==== Source data
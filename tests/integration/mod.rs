//! Integration tests for the App Attest verification core.
//!
//! These tests run against a real PostgreSQL container and drive the
//! actual HTTP router. Use `cargo test --test integration` to run them.
//!
//! Test organization:
//! - `attestation_test.rs` - nonce issuance and attestation registration
//! - `protected_route_test.rs` - assertion middleware in front of a route

mod attestation_test;
mod common;
mod protected_route_test;
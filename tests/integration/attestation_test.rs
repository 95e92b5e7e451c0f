//! Integration tests for nonce issuance and attestation registration.

use pretty_assertions::assert_eq;
use serde_json::{json, Value};

use crate::common::{assertions::assert_api_error, factories, TestApp};

#[tokio::test]
async fn issue_nonce_returns_a_base64_nonce_for_a_valid_device_id() {
    let app = TestApp::spawn().await;
    let device_id = factories::random_device_id();

    let response = app
        .client
        .post(format!("{}/api/v1/attestation/nonce", app.base_url))
        .header("device-id", device_id)
        .send()
        .await
        .unwrap();

    assert_eq!(response.status(), 200);
    let body: Value = response.json().await.unwrap();
    let nonce = body.get("nonce").and_then(Value::as_str).unwrap();
    assert_eq!(nonce.len(), 44);
}

#[tokio::test]
async fn issue_nonce_rejects_missing_device_id_header() {
    let app = TestApp::spawn().await;

    let response = app
        .client
        .post(format!("{}/api/v1/attestation/nonce", app.base_url))
        .send()
        .await
        .unwrap();

    assert_eq!(response.status(), 400);
    let body: Value = response.json().await.unwrap();
    assert_api_error(&body, "INVALID_INPUT");
}

#[tokio::test]
async fn issue_nonce_rejects_malformed_device_id() {
    let app = TestApp::spawn().await;

    let response = app
        .client
        .post(format!("{}/api/v1/attestation/nonce", app.base_url))
        .header("device-id", "short")
        .send()
        .await
        .unwrap();

    assert_eq!(response.status(), 400);
    let body: Value = response.json().await.unwrap();
    assert_api_error(&body, "INVALID_INPUT");
}

#[tokio::test]
async fn register_attestation_without_a_prior_nonce_is_rejected() {
    let app = TestApp::spawn().await;
    let device_id = factories::random_device_id();

    let response = app
        .client
        .post(format!("{}/api/v1/attestation", app.base_url))
        .header("device-id", device_id)
        .json(&json!({
            "keyId": factories::random_key_id(),
            "attestationObject": "AAAA",
        }))
        .send()
        .await
        .unwrap();

    assert_eq!(response.status(), 400);
    let body: Value = response.json().await.unwrap();
    assert_api_error(&body, "NO_PENDING_NONCE");
}

#[tokio::test]
async fn register_attestation_with_a_malformed_attestation_object_is_rejected() {
    let app = TestApp::spawn().await;
    let device_id = factories::random_device_id();

    app.client
        .post(format!("{}/api/v1/attestation/nonce", app.base_url))
        .header("device-id", device_id.clone())
        .send()
        .await
        .unwrap();

    let response = app
        .client
        .post(format!("{}/api/v1/attestation", app.base_url))
        .header("device-id", device_id)
        .json(&json!({
            "keyId": factories::random_key_id(),
            "attestationObject": "not-valid-base64-cbor!!",
        }))
        .send()
        .await
        .unwrap();

    assert_eq!(response.status(), 400);
    let body: Value = response.json().await.unwrap();
    assert_api_error(&body, "MALFORMED_CBOR");
}

#[tokio::test]
async fn register_attestation_rejects_malformed_key_id() {
    let app = TestApp::spawn().await;
    let device_id = factories::random_device_id();

    app.client
        .post(format!("{}/api/v1/attestation/nonce", app.base_url))
        .header("device-id", device_id.clone())
        .send()
        .await
        .unwrap();

    let response = app
        .client
        .post(format!("{}/api/v1/attestation", app.base_url))
        .header("device-id", device_id)
        .json(&json!({
            "keyId": "too-short",
            "attestationObject": "AAAA",
        }))
        .send()
        .await
        .unwrap();

    assert_eq!(response.status(), 400);
    let body: Value = response.json().await.unwrap();
    assert_api_error(&body, "INVALID_INPUT");
}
========
Whenever a line in the entries above includes the word "filename", pull that line out.

filename tests/integration/mod.rs
filename tests/integration/attestation_test.rs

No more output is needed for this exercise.